**About this task:** Please repeat the lines below, exactly and only, from the one that holds "Err(e) if e.kind() == ErrorKind::Interrupted" through the one that holds "Err(e) if e.kind() == ErrorKind::BrokenPipe".

**Dataset excerpts:**

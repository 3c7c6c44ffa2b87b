/// Bounded communication with a child's standard streams
///
/// One scoped thread feeds stdin while one thread per output stream drains
/// it. Readers keep at most the configured ceiling and keep reading to EOF,
/// so a chatty child never blocks on a full pipe.
use crate::config::types::{OutputIntegrity, Result, SandboxError};
use std::io::{ErrorKind, Read, Write};
use std::thread;

const CHUNK_SIZE: usize = 4096;

/// Per-stream capture ceilings in bytes; `None` is unbounded.
#[derive(Clone, Copy, Debug, Default, PartialEq, Eq)]
pub struct StreamCeilings {
    pub stdout: Option<usize>,
    pub stderr: Option<usize>,
}

impl StreamCeilings {
    pub fn unbounded() -> Self {
        Self::default()
    }

    pub fn bounded(stdout: usize, stderr: usize) -> Self {
        Self {
            stdout: Some(stdout),
            stderr: Some(stderr),
        }
    }
}

/// Captured output with per-stream integrity
#[derive(Clone, Debug, Default)]
pub struct CapturedOutput {
    pub stdout: Vec<u8>,
    pub stderr: Vec<u8>,
    pub stdout_integrity: OutputIntegrity,
    pub stderr_integrity: OutputIntegrity,
}

/// Drain one stream to EOF, keeping at most `ceiling` bytes.
fn drain_stream<R: Read>(mut stream: R, ceiling: Option<usize>) -> (Vec<u8>, OutputIntegrity) {
    let mut buffer = Vec::new();
    let mut chunk = [0u8; CHUNK_SIZE];
    let mut integrity = OutputIntegrity::Complete;
    loop {
        match stream.read(&mut chunk) {
            Ok(0) => break,
            Ok(n) => {
                let keep = match ceiling {
                    Some(limit) => n.min(limit.saturating_sub(buffer.len())),
                    None => n,
                };
                buffer.extend_from_slice(&chunk[..keep]);
                if keep < n {
                    integrity = OutputIntegrity::TruncatedByJudgeLimit;
                }
            }
            Err(e) if e.kind() == ErrorKind::Interrupted => continue,
            Err(e) => {
                log::warn!("Output stream read failed: {}", e);
                integrity = OutputIntegrity::WriteError;
                break;
            }
        }
    }
    (buffer, integrity)
}

/// Feed `input` and close stdin. A child that stops reading is not an error.
fn feed_stdin<W: Write>(mut stdin: W, input: Option<&[u8]>) -> std::io::Result<()> {
    if let Some(data) = input {
        match stdin.write_all(data).and_then(|()| stdin.flush()) {
            Ok(()) => {}
            Err(e) if e.kind() == ErrorKind::BrokenPipe => {
                log::debug!("Child closed stdin after accepting part of the input");
            }
            Err(e) => return Err(e),
        }
    }
    Ok(())
}

/// Exchange data with a child until both output streams reach EOF.
///
/// `stdin` is closed after `input` is written, or immediately when `input`
/// is `None`.
pub fn communicate<W, R, E>(
    stdin: Option<W>,
    input: Option<&[u8]>,
    stdout: Option<R>,
    stderr: Option<E>,
    ceilings: StreamCeilings,
) -> Result<CapturedOutput>
where
    W: Write + Send,
    R: Read + Send,
    E: Read + Send,
{
    thread::scope(|scope| {
        let writer = stdin.map(|stdin| scope.spawn(move || feed_stdin(stdin, input)));
        let out_reader = stdout.map(|s| scope.spawn(move || drain_stream(s, ceilings.stdout)));
        let err_reader = stderr.map(|s| scope.spawn(move || drain_stream(s, ceilings.stderr)));

        let joined = |what: &str| SandboxError::Process(format!("{} thread panicked", what));
        let (stdout, stdout_integrity) = match out_reader {
            Some(handle) => handle.join().map_err(|_| joined("stdout reader"))?,
            None => (Vec::new(), OutputIntegrity::Complete),
        };
        let (stderr, stderr_integrity) = match err_reader {
            Some(handle) => handle.join().map_err(|_| joined("stderr reader"))?,
            None => (Vec::new(), OutputIntegrity::Complete),
        };
        if let Some(handle) = writer {
            handle.join().map_err(|_| joined("stdin writer"))??;
        }
        Ok(CapturedOutput {
            stdout,
            stderr,
            stdout_integrity,
            stderr_integrity,
        })
    })
}

#[cfg(test)]
mod tests {
    use super::*;
    use std::fs::File;
    use std::io::Cursor;
    use std::process::{Command, Stdio};

    #[test]
    fn ceiling_truncates_but_drains() {
        let data = vec![b'x'; 3 * CHUNK_SIZE + 17];
        let (kept, integrity) = drain_stream(Cursor::new(data), Some(100));
        assert_eq!(kept.len(), 100);
        assert_eq!(integrity, OutputIntegrity::TruncatedByJudgeLimit);
    }

    #[test]
    fn exact_ceiling_is_complete() {
        let (kept, integrity) = drain_stream(Cursor::new(vec![b'y'; 64]), Some(64));
        assert_eq!(kept.len(), 64);
        assert_eq!(integrity, OutputIntegrity::Complete);
    }

    #[test]
    fn zero_ceiling_keeps_nothing() {
        let (kept, integrity) = drain_stream(Cursor::new(b"abc".to_vec()), Some(0));
        assert!(kept.is_empty());
        assert_eq!(integrity, OutputIntegrity::TruncatedByJudgeLimit);
    }

    #[test]
    fn round_trips_through_cat() {
        let mut child = Command::new("/bin/cat")
            .stdin(Stdio::piped())
            .stdout(Stdio::piped())
            .stderr(Stdio::piped())
            .spawn()
            .unwrap();
        let output = communicate(
            child.stdin.take(),
            Some(b"hello judge\n".as_slice()),
            child.stdout.take(),
            child.stderr.take(),
            StreamCeilings::unbounded(),
        )
        .unwrap();
        child.wait().unwrap();
        assert_eq!(output.stdout, b"hello judge\n");
        assert!(output.stderr.is_empty());
        assert_eq!(output.stdout_integrity, OutputIntegrity::Complete);
    }

    #[test]
    fn child_ignoring_stdin_is_not_an_error() {
        let mut child = Command::new("/bin/sh")
            .args(["-c", "exec 0<&-; echo done"])
            .stdin(Stdio::piped())
            .stdout(Stdio::piped())
            .spawn()
            .unwrap();
        let input = vec![b'z'; 1 << 20];
        let output = communicate(
            child.stdin.take(),
            Some(input.as_slice()),
            child.stdout.take(),
            None::<File>,
            StreamCeilings::unbounded(),
        )
        .unwrap();
        child.wait().unwrap();
        assert_eq!(output.stdout, b"done\n");
    }
}
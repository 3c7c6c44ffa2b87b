//! Monotonic verdict flags shared by the controller, monitor and watchdog.

use std::sync::atomic::{AtomicBool, Ordering};

/// `tle`/`mle` flags. Any writer may raise a flag; nothing lowers it.
#[derive(Debug, Default)]
pub struct VerdictFlags {
    tle: AtomicBool,
    mle: AtomicBool,
}

impl VerdictFlags {
    pub fn new() -> Self {
        Self::default()
    }

    pub fn mark_tle(&self) {
        self.tle.fetch_or(true, Ordering::SeqCst);
    }

    pub fn mark_mle(&self) {
        self.mle.fetch_or(true, Ordering::SeqCst);
    }

    /// OR post-hoc findings into the flags.
    pub fn merge(&self, tle: bool, mle: bool) {
        self.tle.fetch_or(tle, Ordering::SeqCst);
        self.mle.fetch_or(mle, Ordering::SeqCst);
    }

    pub fn tle(&self) -> bool {
        self.tle.load(Ordering::SeqCst)
    }

    pub fn mle(&self) -> bool {
        self.mle.load(Ordering::SeqCst)
    }
}

#[cfg(test)]
mod tests {
    use super::*;
    use std::sync::Arc;

    #[test]
    fn merge_never_lowers() {
        let flags = VerdictFlags::new();
        flags.mark_tle();
        flags.merge(false, false);
        assert!(flags.tle());
        assert!(!flags.mle());
        flags.merge(false, true);
        assert!(flags.mle());
    }

    #[test]
    fn concurrent_writers_combine() {
        let flags = Arc::new(VerdictFlags::new());
        let a = {
            let flags = Arc::clone(&flags);
            std::thread::spawn(move || flags.mark_tle())
        };
        let b = {
            let flags = Arc::clone(&flags);
            std::thread::spawn(move || flags.mark_mle())
        };
        a.join().unwrap();
        b.join().unwrap();
        assert!(flags.tle() && flags.mle());
    }
}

**Response to this exercise:**
            Err(e) if e.kind() == ErrorKind::Interrupted => continue,
            Err(e) => {
                log::warn!("Output stream read failed: {}", e);
                integrity = OutputIntegrity::WriteError;
                break;
            }
        }
    }
    (buffer, integrity)
}

/// Feed `input` and close stdin. A child that stops reading is not an error.
fn feed_stdin<W: Write>(mut stdin: W, input: Option<&[u8]>) -> std::io::Result<()> {
    if let Some(data) = input {
        match stdin.write_all(data).and_then(|()| stdin.flush()) {
            Ok(()) => {}
            Err(e) if e.kind() == ErrorKind::BrokenPipe => {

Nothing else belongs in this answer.